He stared at her as if she were mildly deranged. “This isn’t a prank. You didn’t see anyone come in here?”
“No, I’ve been editing video for the last hour.” Her voice wanted to shake. She politely told it to take a hike. “The construction guys wander through sometimes. This room is scheduled for remodeling next. Maybe one of them thought it’d be funny. You know, a Halloween thing.”
“Halloween ain’t for another damn month.” His fingers tightened around the paper. “And no one gets this close to you without me knowing.”
Heat flared under her breastbone, equal parts embarrassment, irritation, and some traitorous spark of comfort she refused to examine. “You can’t monitor every—”
“I can.” He stepped close enough to rearrange her nervous system. “And I will.”
Terrific. She was comforted and annoyed at the same time. A fun, emotional smoothie.
“I really think you’re blowing this out of proportion,” she insisted. “It’s vague. It could mean anything. Maybe they meant ‘too late’ as in lunch hour. Or a deadline.”
He arched a brow. “Chloe, you teach people to do deadlifts, not perform emotional parkour.”
She huffed. “I’m just saying—”
“You’re scared.”
She opened her mouth. Closed it. Glared at the floor as if it had betrayed her. “I’m . . . startled.”

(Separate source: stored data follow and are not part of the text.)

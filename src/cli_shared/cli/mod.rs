// Copyright 2019-2026 ChainSafe Systems
// SPDX-License-Identifier: Apache-2.0, MIT

mod client;
mod config;

use std::path::PathBuf;

pub use self::{client::*, config::*};

/// Checked when `--config` is not given.
pub const CONFIG_PATH_ENV: &str = "FOREST_CHAIN_CONFIG_PATH";

/// Options shared by every command
#[derive(clap::Args, Default, Debug, Clone)]
pub struct CliOpts {
    /// A TOML file containing relevant configurations
    #[arg(short, long, global = true)]
    pub config: Option<PathBuf>,
    /// Root directory of the chain database, overrides `client.data_dir`
    #[arg(long, global = true)]
    pub data_dir: Option<PathBuf>,
    /// Network name recorded in the genesis state, overrides
    /// `client.network_name`
    #[arg(long, global = true)]
    pub network_name: Option<String>,
    /// Also write logs to hourly rotated files in this directory
    #[arg(long, global = true)]
    pub log_dir: Option<PathBuf>,
}

impl CliOpts {
    /// Reads the configuration file, if any, and applies the command line
    /// overrides on top.
    pub fn to_config(&self) -> anyhow::Result<(Option<ConfigPath>, Config)> {
        let (path, mut config) = super::read_config(self.config.as_ref())?;
        if let Some(data_dir) = &self.data_dir {
            config.client.data_dir.clone_from(data_dir);
        }
        if let Some(network_name) = &self.network_name {
            config.client.network_name.clone_from(network_name);
        }
        Ok((path, config))
    }
}

/// Where a configuration file was found.
#[derive(Debug, Clone, PartialEq, Eq)]
pub enum ConfigPath {
    Cli(PathBuf),
    Env(PathBuf),
}

impl ConfigPath {
    pub fn to_path_buf(&self) -> &PathBuf {
        match self {
            ConfigPath::Cli(path) | ConfigPath::Env(path) => path,
        }
    }
}

pub fn find_config_path(config: Option<&PathBuf>) -> Option<ConfigPath> {
    if let Some(path) = config {
        return Some(ConfigPath::Cli(path.clone()));
    }
    std::env::var_os(CONFIG_PATH_ENV)
        .filter(|path| !path.is_empty())
        .map(|path| ConfigPath::Env(PathBuf::from(path)))
}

“Scared,” he repeated, softer this time. “And you’re allowed to be.”
A knot rose in her throat. Wonderful. Emotional vulnerability was happening right in front of God and her keyboard. “Well, you don’t have to be.”
“Oh, but I am.” His gaze dropped to the note again. “Because this sounds like a promise.”
Her eyes stung. She blinked quickly, refusing to surrender her mascara before lunch. “Kayne, please don’t make it bigger than it is.”
He took her hand. Just took it, as if it was the natural next step in the conversation.
His grip was warm, steady, and annoyingly perfect against the cold creeping along her nerves.
His jaw, though? It had morphed into immovable object phase.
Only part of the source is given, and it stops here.